Il est de bon ton de reprocher aux politiques leur manque d’intérêt (souvent réel) pour la chose culturelle, mais il faut avoir l’honnêteté de dire que le système médiatique les sollicite peu sur le sujet, en dehors des polémiques opportunistes – ah, Macron et « la culture française » ! C’est bien dommage, car, à défaut d’être un « enjeu » de société, comme la lutte contre le terrorisme ou le futur de l’Europe, la culture reste bel et bien en 2017 un « projet » fondamental de société. Ainsi, dans un plaidoyer paru en janvier [Le Grand Gâchis culturel, Albin Michel, 15 €], le député-maire de Versailles François de Mazières prétend-il que « la réponse à une bonne partie de nos problèmes actuels – y compris économiques et sociaux – est à chercher du côté de la culture », et en appelle aux élus à faire de la « résistance » face à l’« absence de vision [qu’il] déplore ». La culture en France représente en dépenses annuelles « un total minimum de 21,6 milliards d’euros », écrit Le Journal des Arts, qui additionne les dépenses de l’État avec celles des collectivités territoriales. Une dépense ? Plutôt un « projet » d’investissement. À condition, bien sûr, d’y accoler une vision, laquelle a cruellement manqué à l’ensemble des candidats à l’élection suprême, comme au système en général…

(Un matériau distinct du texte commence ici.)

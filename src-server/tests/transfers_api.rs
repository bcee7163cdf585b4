mod common;

use axum::http::StatusCode;
use common::{assert_field_error, assert_non_field_error, spawn_app};
use serde_json::{json, Value};

struct Fixture {
    app: common::TestApp,
    token: String,
    budget_id: String,
    period_id: String,
    deposit_id: String,
    entity_id: String,
    income_category: String,
    expense_category: String,
}

async fn setup() -> Fixture {
    let app = spawn_app().await;
    let token = app.register_and_login("owner@example.com").await;
    let budget_id = app.create_budget(&token, "Household").await;
    let period_id = app
        .create_period(&token, &budget_id, "2026-01", "2026-01-01", "2026-01-31")
        .await;
    let deposit_id = app.create_entity(&token, &budget_id, "Checking", true).await;
    let entity_id = app.create_entity(&token, &budget_id, "Supermarket", false).await;
    let income_category = app
        .create_category(&token, &budget_id, "Salary", "INCOME", 201)
        .await;
    let expense_category = app
        .create_category(&token, &budget_id, "Groceries", "EXPENSE", 101)
        .await;
    Fixture {
        app,
        token,
        budget_id,
        period_id,
        deposit_id,
        entity_id,
        income_category,
        expense_category,
    }
}

impl Fixture {
    fn payload(&self) -> Value {
        json!({
            "periodId": self.period_id,
            "name": "Weekly shopping",
            "value": "120.50",
            "date": "2026-01-10",
            "transferType": "EXPENSE",
            "depositId": self.deposit_id,
            "entityId": self.entity_id,
            "categoryId": self.expense_category
        })
    }

    async fn post_transfer(&self, payload: Value) -> (StatusCode, Value) {
        self.app
            .request(
                "POST",
                &format!("/api/v1/budgets/{}/transfers", self.budget_id),
                Some(&self.token),
                Some(payload),
            )
            .await
    }
}

#[tokio::test]
async fn create_and_list_transfers() {
    let f = setup().await;
    let (status, body) = f.post_transfer(f.payload()).await;
    assert_eq!(status, StatusCode::CREATED, "{body}");
    assert_eq!(body["value"].as_str(), Some("120.50"));

    let (status, body) = f
        .app
        .request(
            "GET",
            &format!("/api/v1/budgets/{}/transfers", f.budget_id),
            Some(&f.token),
            None,
        )
        .await;
    assert_eq!(status, StatusCode::OK);
    assert_eq!(body["count"].as_u64(), Some(1));
}

#[tokio::test]
async fn transfer_value_must_be_positive() {
    let f = setup().await;
    let mut payload = f.payload();
    payload["value"] = json!("0");
    let (status, body) = f.post_transfer(payload).await;
    assert_eq!(status, StatusCode::BAD_REQUEST);
    assert_field_error(&body, "value", "Value should be higher than 0.00.");

    let mut payload = f.payload();
    payload["value"] = json!("not-a-number");
    let (status, body) = f.post_transfer(payload).await;
    assert_eq!(status, StatusCode::BAD_REQUEST);
    assert_field_error(&body, "value", "A valid number is required.");
}

#[tokio::test]
async fn unknown_period_is_an_invalid_pk() {
    let f = setup().await;
    let mut payload = f.payload();
    payload["periodId"] = json!("missing-period");
    let (status, body) = f.post_transfer(payload).await;
    assert_eq!(status, StatusCode::BAD_REQUEST);
    assert_field_error(
        &body,
        "period",
        "Invalid pk \"missing-period\" - object does not exist.",
    );
}

#[tokio::test]
async fn deposit_must_be_a_deposit_entity() {
    let f = setup().await;
    let mut payload = f.payload();
    payload["depositId"] = json!(f.entity_id);
    let (status, body) = f.post_transfer(payload).await;
    assert_eq!(status, StatusCode::BAD_REQUEST);
    assert_field_error(&body, "deposit", "Provided entity is not a deposit.");
}

#[tokio::test]
async fn deposit_and_entity_must_differ() {
    let f = setup().await;
    let mut payload = f.payload();
    payload["entityId"] = json!(f.deposit_id);
    let (status, body) = f.post_transfer(payload).await;
    assert_eq!(status, StatusCode::BAD_REQUEST);
    assert_non_field_error(
        &body,
        "'deposit' and 'entity' fields cannot contain the same value.",
    );
}

#[tokio::test]
async fn category_type_must_match_transfer_type() {
    let f = setup().await;
    let mut payload = f.payload();
    payload["categoryId"] = json!(f.income_category);
    let (status, body) = f.post_transfer(payload).await;
    assert_eq!(status, StatusCode::BAD_REQUEST);
    assert_field_error(&body, "category", "Invalid TransferCategory for Expense provided.");
}

#[tokio::test]
async fn references_must_belong_to_the_budget() {
    let f = setup().await;
    let other_budget = f.app.create_budget(&f.token, "Other").await;
    let foreign_deposit = f
        .app
        .create_entity(&f.token, &other_budget, "Foreign", true)
        .await;

    let mut payload = f.payload();
    payload["depositId"] = json!(foreign_deposit);
    let (status, body) = f.post_transfer(payload).await;
    assert_eq!(status, StatusCode::BAD_REQUEST);
    assert_field_error(&body, "deposit", "Deposit from different Budget.");
}

#[tokio::test]
async fn transfers_can_be_filtered_by_type() {
    let f = setup().await;
    f.post_transfer(f.payload()).await;
    let mut income = f.payload();
    income["name"] = json!("Salary");
    income["transferType"] = json!("INCOME");
    income["categoryId"] = json!(f.income_category);
    income["entityId"] = Value::Null;
    let (status, body) = f.post_transfer(income).await;
    assert_eq!(status, StatusCode::CREATED, "{body}");

    let (status, body) = f
        .app
        .request(
            "GET",
            &format!(
                "/api/v1/budgets/{}/transfers?transferType=INCOME",
                f.budget_id
            ),
            Some(&f.token),
            None,
        )
        .await;
    assert_eq!(status, StatusCode::OK);
    assert_eq!(body["count"].as_u64(), Some(1));
    assert_eq!(body["results"][0]["name"].as_str(), Some("Salary"));
}

#[tokio::test]
async fn update_replaces_and_delete_removes() {
    let f = setup().await;
    let (_, created) = f.post_transfer(f.payload()).await;
    let transfer_id = created["id"].as_str().unwrap();
    let uri = format!("/api/v1/budgets/{}/transfers/{transfer_id}", f.budget_id);

    let mut payload = f.payload();
    payload["value"] = json!("99.99");
    let (status, body) = f.app.request("PUT", &uri, Some(&f.token), Some(payload)).await;
    assert_eq!(status, StatusCode::OK, "{body}");
    assert_eq!(body["value"].as_str(), Some("99.99"));

    let (status, _) = f.app.request("DELETE", &uri, Some(&f.token), None).await;
    assert_eq!(status, StatusCode::NO_CONTENT);

    let (status, _) = f.app.request("GET", &uri, Some(&f.token), None).await;
    assert_eq!(status, StatusCode::NOT_FOUND);
}
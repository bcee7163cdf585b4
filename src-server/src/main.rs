use homebudget_server::api::app_router;
use homebudget_server::config::Config;
use homebudget_server::{build_state, init_tracing};

#[tokio::main]
async fn main() -> anyhow::Result<()> {
    let config = Config::from_env();
    init_tracing();
    let state = build_state(&config).await?;
    let router = app_router(state, &config);
    tracing::info!("Listening on {}", config.listen_addr);
    let listener = tokio::net::TcpListener::bind(config.listen_addr).await?;
    axum::serve(listener, router).await?;
    Ok(())
}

« La culture, c’est joli dans les programmes. Mais c’est comme les œufs d’Abraham : une fois élus, ils s’assoient tous dessus. » Guillaume Meurice n’y va pas avec le dos de la mouillette lorsqu’il consacre, le 6 avril dernier sur France Inter, sa chronique à la performance d’Abraham Poincheval (Œuf), qui, en avril, a couvé des œufs au Palais de Tokyo pendant une durée « indicative » de 21 à 26 jours – rappelons que l’artiste s’était précédemment enfermé durant sept jours dans une pierre creusée selon sa silhouette (Pierre). La chronique est drôle, très drôle même, lorsque l’humoriste se demande si la campagne de François Fillon ne serait finalement pas, elle aussi, un « happening sur le thème de l’indécence », ou quand il s’interroge sur le nombre d’artistes contemporains présents l’été dans les campings de Palavas-les-Flots. Sans doute la performance de Poincheval incarne-t-elle ce que Marine Le Pen rejetait récemment, lors de sa visite au Château-Couvert à Jaunay-Clan, autrement dit l’« art contemporain ». Il est vrai que couver des œufs relève autant du burlesque que de l’absurde, deux dimensions assumées par l’artiste. Abraham Poincheval n’a d’ailleurs pas attendu d’être médiatisé pour cela, comme lorsqu’il traversait, avec Laurent Tixador, la France d’ouest en est en ligne droite en enjambant maisons, routes et cours d’eau. Mais par quel moustique l’artiste a-t-il été piqué ? Par celui de l’art, ultime espace de liberté, où l’action peut être gratuite et désintéressée, tout en étant engagée. Car, plus que de couvaison, il était question, au Palais de Tokyo, du genre animal et humain, de la place du père, du devenir de l’animal, de l’enfant…, autant de sujets absents des présidentielles. « Nous pensons que l’œuvre d’art serait à la fois laboratoire et fête des possibles : espace de recherche, d’exploration, d’invention mais aussi de célébration », écrivent des étudiants de Sciences Po dans La Culture contre la violence [Arfuyen, 12 €], ouvrage dans lequel ils livrent leur vision de la culture à « la veille d’échéances électorales majeures ». « La création artistique, ajoutent-ils, correspondrait peut-être au dernier espace d’utopie aujourd’hui, là où le discours politique peine à interpeller, et échoue à faire rêver. » Quitte à faire rire.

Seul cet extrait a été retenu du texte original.